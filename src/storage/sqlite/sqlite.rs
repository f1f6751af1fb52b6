use crate::datamodel::{ColumnSchema, Folder, FolderStatus, NewFolder, RecordBatch};
use crate::storage::{
    StorageError, StorageInstance,
    common::{
        from_database_count, parse_folder_status, record_data_to_json, schema_to_json,
        to_database_count,
    },
};
use anyhow::{Context, Result};
use async_trait::async_trait;
use sqlx::sqlite::{SqliteConnectOptions, SqlitePoolOptions, SqliteRow};
use sqlx::{SqlitePool, prelude::*};
use std::str::FromStr;
use std::time::Duration;
use uuid::Uuid;

const FOLDER_COLUMNS: &str =
    "id, collection_id, name, file_name, file_size, schema, records_count, status";

// SQLite implementation
#[derive(Debug)]
pub struct SqliteStorage {
    pool: SqlitePool,
}

impl SqliteStorage {
    pub async fn connect(connection_string: &str) -> Result<Self> {
        let connect_options = SqliteConnectOptions::from_str(connection_string)
            .context("Failed to create sqlite connection options")?
            // Create the database file if it doesn't exist
            .create_if_missing(true)
            .journal_mode(sqlx::sqlite::SqliteJournalMode::Wal)
            .busy_timeout(Duration::from_secs(5));

        // Every connection to an in-memory database opens a new empty one
        let pool_options = if connection_string.contains(":memory:") {
            SqlitePoolOptions::new()
                .max_connections(1)
                .idle_timeout(None)
                .max_lifetime(None)
        } else {
            SqlitePoolOptions::new()
        };

        let pool = pool_options
            .connect_with(connect_options)
            .await
            .context("Failed to create sqlite pool")?;

        Ok(Self { pool })
    }
}

fn folder_from_row(row: &SqliteRow) -> Result<Folder> {
    let id: String = row.try_get("id")?;
    let collection_id: String = row.try_get("collection_id")?;
    let schema: String = row.try_get("schema")?;
    let status: String = row.try_get("status")?;
    let file_size: i64 = row.try_get("file_size")?;
    let records_count: i64 = row.try_get("records_count")?;

    let schema: Vec<ColumnSchema> = serde_json::from_str(&schema)
        .map_err(|err| StorageError::invalid_data_format(&err.to_string(), Some(&id)))?;

    Ok(Folder {
        id: Uuid::parse_str(&id).context("Failed to parse folder UUID")?,
        collection_id: Uuid::parse_str(&collection_id)
            .context("Failed to parse collection UUID")?,
        name: row.try_get("name")?,
        file_name: row.try_get("file_name")?,
        file_size: from_database_count(file_size, &id)?,
        schema,
        records_count: from_database_count(records_count, &id)?,
        status: parse_folder_status(&status, &id)?,
    })
}

#[async_trait]
impl StorageInstance for SqliteStorage {
    async fn create_or_migrate(&self) -> Result<()> {
        sqlx::migrate!("src/storage/sqlite/migrations")
            .run(&self.pool)
            .await
            .context("Failed to migrate database")?;

        Ok(())
    }

    async fn create_folder(&self, new_folder: NewFolder) -> Result<Folder> {
        let folder = Folder::from_new(Uuid::new_v4(), new_folder);
        let schema = schema_to_json(&folder.schema)?;

        sqlx::query(
            r#"
            INSERT INTO folders (id, collection_id, name, file_name, file_size, schema, records_count, status)
            VALUES (?, ?, ?, ?, ?, ?, ?, ?)
            "#,
        )
        .bind(folder.id.to_string())
        .bind(folder.collection_id.to_string())
        .bind(&folder.name)
        .bind(&folder.file_name)
        .bind(to_database_count(folder.file_size)?)
        .bind(schema.to_string())
        .bind(to_database_count(folder.records_count)?)
        .bind(folder.status.to_string())
        .execute(&self.pool)
        .await
        .map_err(StorageError::from)?;

        Ok(folder)
    }

    async fn insert_batch(&self, batch: &RecordBatch) -> Result<()> {
        let folder_id = batch.folder_id.to_string();
        let mut transaction = self.pool.begin().await.map_err(StorageError::from)?;
        for record in batch.records.iter() {
            let data = record_data_to_json(record)?;
            let query = sqlx::query(
                r#"
                INSERT INTO data_records (folder_id, row_number, data)
                VALUES (?, ?, ?)
                "#,
            )
            .bind(&folder_id)
            .bind(record.row_number as i64)
            .bind(data.to_string());
            query
                .execute(&mut *transaction)
                .await
                .map_err(StorageError::from)?;
        }
        transaction.commit().await.map_err(StorageError::from)?;
        Ok(())
    }

    async fn update_folder_status(
        &self,
        folder_id: Uuid,
        status: FolderStatus,
        records_count: Option<u64>,
    ) -> Result<()> {
        let records_count = records_count.map(to_database_count).transpose()?;
        let result = sqlx::query(
            r#"
            UPDATE folders
            SET status = ?,
                records_count = COALESCE(?, records_count),
                updated_at = strftime('%Y-%m-%dT%H:%M:%fZ', 'now')
            WHERE id = ?
            "#,
        )
        .bind(status.to_string())
        .bind(records_count)
        .bind(folder_id.to_string())
        .execute(&self.pool)
        .await
        .map_err(StorageError::from)?;

        if result.rows_affected() == 0 {
            return Err(StorageError::FolderNotFound { folder_id }.into());
        }
        Ok(())
    }

    async fn get_folder(&self, folder_id: Uuid) -> Result<Option<Folder>> {
        let row = sqlx::query(&format!(
            "SELECT {} FROM folders WHERE id = ?",
            FOLDER_COLUMNS
        ))
        .bind(folder_id.to_string())
        .fetch_optional(&self.pool)
        .await
        .map_err(StorageError::from)?;

        row.as_ref().map(folder_from_row).transpose()
    }

    async fn list_folders(&self, collection_id: Uuid) -> Result<Vec<Folder>> {
        let rows = sqlx::query(&format!(
            "SELECT {} FROM folders WHERE collection_id = ? ORDER BY created_at DESC, rowid DESC",
            FOLDER_COLUMNS
        ))
        .bind(collection_id.to_string())
        .fetch_all(&self.pool)
        .await
        .map_err(StorageError::from)?;

        rows.iter().map(folder_from_row).collect()
    }

    async fn count_records(&self, folder_id: Uuid) -> Result<u64> {
        let count: i64 = sqlx::query_scalar("SELECT COUNT(*) FROM data_records WHERE folder_id = ?")
            .bind(folder_id.to_string())
            .fetch_one(&self.pool)
            .await
            .map_err(StorageError::from)?;
        from_database_count(count, &folder_id.to_string())
    }

    /// Health check for SQLite storage
    /// Executes a simple SELECT 1 query to verify database connectivity
    async fn health_check(&self) -> Result<()> {
        sqlx::query("SELECT 1")
            .execute(&self.pool)
            .await
            .context("SQLite health check failed")?;
        Ok(())
    }

    #[cfg(any(test, feature = "test-utils"))]
    async fn cleanup_test_data(&self) -> Result<()> {
        let mut tx = self.pool.begin().await?;
        sqlx::query("DELETE FROM data_records")
            .execute(&mut *tx)
            .await?;
        sqlx::query("DELETE FROM folders").execute(&mut *tx).await?;
        tx.commit().await?;
        Ok(())
    }
}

● **Problem details**: Restate verbatim the first line above and all lines after it through the line containing "new empty one"; omit the rest.

● **Exercise response**:
filename src/storage/sqlite/sqlite.rs
repository f1f6751af1fb52b6
use crate::datamodel::{ColumnSchema, Folder, FolderStatus, NewFolder, RecordBatch};
use crate::storage::{
    StorageError, StorageInstance,
    common::{
        from_database_count, parse_folder_status, record_data_to_json, schema_to_json,
        to_database_count,
    },
};
use anyhow::{Context, Result};
use async_trait::async_trait;
use sqlx::sqlite::{SqliteConnectOptions, SqlitePoolOptions, SqliteRow};
use sqlx::{SqlitePool, prelude::*};
use std::str::FromStr;
use std::time::Duration;
use uuid::Uuid;

const FOLDER_COLUMNS: &str =
    "id, collection_id, name, file_name, file_size, schema, records_count, status";

// SQLite implementation
#[derive(Debug)]
pub struct SqliteStorage {
    pool: SqlitePool,
}

impl SqliteStorage {
    pub async fn connect(connection_string: &str) -> Result<Self> {
        let connect_options = SqliteConnectOptions::from_str(connection_string)
            .context("Failed to create sqlite connection options")?
            // Create the database file if it doesn't exist
            .create_if_missing(true)
            .journal_mode(sqlx::sqlite::SqliteJournalMode::Wal)
            .busy_timeout(Duration::from_secs(5));

        // Every connection to an in-memory database opens a new empty one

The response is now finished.